419 : BROAD CHANNEL. 93,000. On one side, a small town in the middle of Jamaica Bay. On the other side, nothing.
420 : BEACH 105TH ST. 65,800. Oh come on. That's an average of 180 a day, or with 4 trains per hour, 2 passengers per train. It's easy to understand. On one side is an empty lot and a parking lot, and on the other is an industrial property full of tanks. Great. Why is this station open? All four stations on the Rockaway Park branch are in the bottom 15— numbers 420, 416, 410, and 413. Why is the line open?
Really bad locations: Broad Channel and Beach 105th St.
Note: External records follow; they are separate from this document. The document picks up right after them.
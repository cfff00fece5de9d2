// Copyright (c) 2025 Varshith Gudur. Licensed under AGPLv3.
use crate::event::{Event, EventBody, PublicKey};
use crate::axis::{build_axis_proof, AxisProof, PathStep};
use crate::movement::{build_movement_proof, MovementProof};
use crate::replay::{ChainCursor, ChainFault};
use crate::types::{Coordinate, Digest, Scalar};
use num_bigint::BigUint;

const AUTHOR: PublicKey = PublicKey([1u8; 32]);

fn hop_from(prev: &Event, genesis: &Event, to: Coordinate, at: u64) -> Event {
    let proof = build_movement_proof(prev.coordinate(), &to, 8).unwrap();
    Event::hop(AUTHOR, at, prev.id, genesis.id, to, proof).unwrap()
}

/// genesis at origin, then two hops.
fn chain() -> Vec<Event> {
    let genesis = Event::genesis(AUTHOR, 100, Coordinate::origin()).unwrap();
    let first = hop_from(&genesis, &genesis, Coordinate::from_u64(3, 2, 1), 101);
    let second = hop_from(&first, &genesis, Coordinate::from_u64(4, 2, 1), 102);
    vec![genesis, first, second]
}

#[test]
fn test_clean_chain_replays_to_tip() {
    let events = chain();
    let mut cursor = ChainCursor::new();
    for e in &events {
        cursor.apply(e).unwrap();
    }
    assert_eq!(cursor.len(), 3);
    assert_eq!(cursor.tip(), Some(&events[2].id));
    assert_eq!(cursor.genesis(), Some(&events[0].id));
    assert_eq!(cursor.coordinate(), Some(&Coordinate::from_u64(4, 2, 1)));
}

#[test]
fn test_hop_before_genesis() {
    let events = chain();
    let cursor = ChainCursor::new();
    assert!(cursor.check(&events[1]).contains(&ChainFault::MissingGenesis));
}

#[test]
fn test_second_genesis() {
    let events = chain();
    let mut cursor = ChainCursor::new();
    cursor.apply(&events[0]).unwrap();
    let other = Event::genesis(AUTHOR, 200, Coordinate::origin()).unwrap();
    assert_eq!(cursor.apply(&other), Err(ChainFault::UnexpectedGenesis { id: other.id }));
}

#[test]
fn test_reordered_hop_breaks_link() {
    let events = chain();
    let mut cursor = ChainCursor::new();
    cursor.apply(&events[0]).unwrap();
    let faults = cursor.check(&events[2]);
    assert!(faults.contains(&ChainFault::BrokenLink {
        id: events[2].id,
        expected: Some(events[0].id),
        found: Some(events[1].id),
    }));
    assert!(faults.iter().any(|f| matches!(f, ChainFault::ProofOrigin { .. })));
}

#[test]
fn test_fork_is_reported() {
    let events = chain();
    let rival = hop_from(&events[0], &events[0], Coordinate::from_u64(1, 0, 0), 150);
    let mut cursor = ChainCursor::new();
    for e in &events[..2] {
        cursor.apply(e).unwrap();
    }
    let faults = cursor.check(&rival);
    assert!(faults.contains(&ChainFault::Fork { id: rival.id, prev: events[0].id }));
}

#[test]
fn test_tampered_coordinate_is_caught() {
    let mut events = chain();
    if let EventBody::Hop(hop) = &mut events[1].body {
        hop.coordinate = Coordinate::from_u64(3, 2, 0);
    }
    let mut cursor = ChainCursor::new();
    cursor.apply(&events[0]).unwrap();
    let faults = cursor.check(&events[1]);
    assert!(faults.contains(&ChainFault::IdMismatch { id: events[1].id }));
    assert!(faults.iter().any(|f| matches!(f, ChainFault::ProofTarget { .. })));
}

#[test]
fn test_foreign_author_and_genesis() {
    let events = chain();
    let stranger = PublicKey([9u8; 32]);
    let other_genesis = Event::genesis(stranger, 1, Coordinate::origin()).unwrap();
    let proof = build_movement_proof(events[0].coordinate(), &Coordinate::from_u64(1, 0, 0), 8).unwrap();
    let hop = Event::hop(stranger, 101, events[0].id, other_genesis.id, Coordinate::from_u64(1, 0, 0), proof).unwrap();

    let mut cursor = ChainCursor::new();
    cursor.apply(&events[0]).unwrap();
    let faults = cursor.check(&hop);
    assert!(faults.contains(&ChainFault::AuthorMismatch { id: hop.id }));
    assert!(faults.contains(&ChainFault::GenesisMismatch {
        id: hop.id,
        expected: events[0].id,
        found: other_genesis.id,
    }));
}

#[test]
fn test_audit_continues_after_advance() {
    let events = chain();
    let mut cursor = ChainCursor::new();
    let mut all = Vec::new();
    // Skip the first hop; the second no longer links.
    for e in [&events[0], &events[2]] {
        all.extend(cursor.check(e));
        cursor.advance(e);
    }
    assert!(!all.is_empty());
    assert_eq!(cursor.len(), 2);
    assert_eq!(cursor.coordinate(), Some(events[2].coordinate()));
}

#[test]
fn test_tall_hop_is_not_verified() {
    let genesis = Event::genesis(AUTHOR, 100, Coordinate::origin()).unwrap();
    let far = Scalar::from_biguint(BigUint::from(1u8) << 199usize).unwrap();
    let filler: Vec<PathStep> = (0..200).map(|height| PathStep { height, digest: Digest([0u8; 32]) }).collect();
    let x = AxisProof {
        old: Scalar::zero(),
        new: far.clone(),
        height: 200,
        prefix: Scalar::zero(),
        old_root: Digest([0u8; 32]),
        new_root: Digest([0u8; 32]),
        old_path: filler.clone(),
        new_path: filler,
    };
    let flat = build_axis_proof(&Scalar::zero(), &Scalar::zero(), 0).unwrap();
    let proof = MovementProof { x, y: flat.clone(), z: flat, proof_hash: Digest([0u8; 32]) };
    let to = Coordinate::new(far, Scalar::zero(), Scalar::zero());
    let hop = Event::hop(AUTHOR, 101, genesis.id, genesis.id, to, proof).unwrap();

    let mut cursor = ChainCursor::new();
    cursor.apply(&genesis).unwrap();
    assert_eq!(cursor.check(&hop), vec![ChainFault::ProofTooTall { id: hop.id, height: 200, limit: 20 }]);
}

#[test]
fn test_height_limit_gates_verification() {
    let events = chain();
    // The first hop, (0,0,0) -> (3,2,1), has LCA height 2.
    let mut strict = ChainCursor::with_height_limit(1);
    strict.apply(&events[0]).unwrap();
    assert_eq!(strict.check(&events[1]), vec![ChainFault::ProofTooTall { id: events[1].id, height: 2, limit: 1 }]);

    let mut exact = ChainCursor::with_height_limit(2);
    exact.apply(&events[0]).unwrap();
    assert!(exact.check(&events[1]).is_empty());
}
What should we do with the whole Rockaway line south of Howard Beach? The only two stations not in the bottom 15 are Beach 60th St (378 with 789,000) and Far Rockaway (302 with a respectable 1,375,000). I want to allow that during the past year many of the stations have been closed part of the time in one direction for construction, but the passengers must have just gone on to the next station, and they are still all low counts.
The numbers really are well within the range of Long Island Rail Road station counts, even Far Rockaway (subway) which has fewer riders than about a dozen suburban stations. Far Rockaway (LIRR) has one train an hour, or two in rush hours, and a ride from New York will cost you $7.25 off peak. Should we really be running four trains an hour for $2.50 on the subway side?
I know. No one wants to open the can of worms about the gap in fares and frequencies between subway and mainline rail lines. It's the "third rail" of transit policy... or maybe some other metaphor! We can save that for another time.
The images are from Google Maps.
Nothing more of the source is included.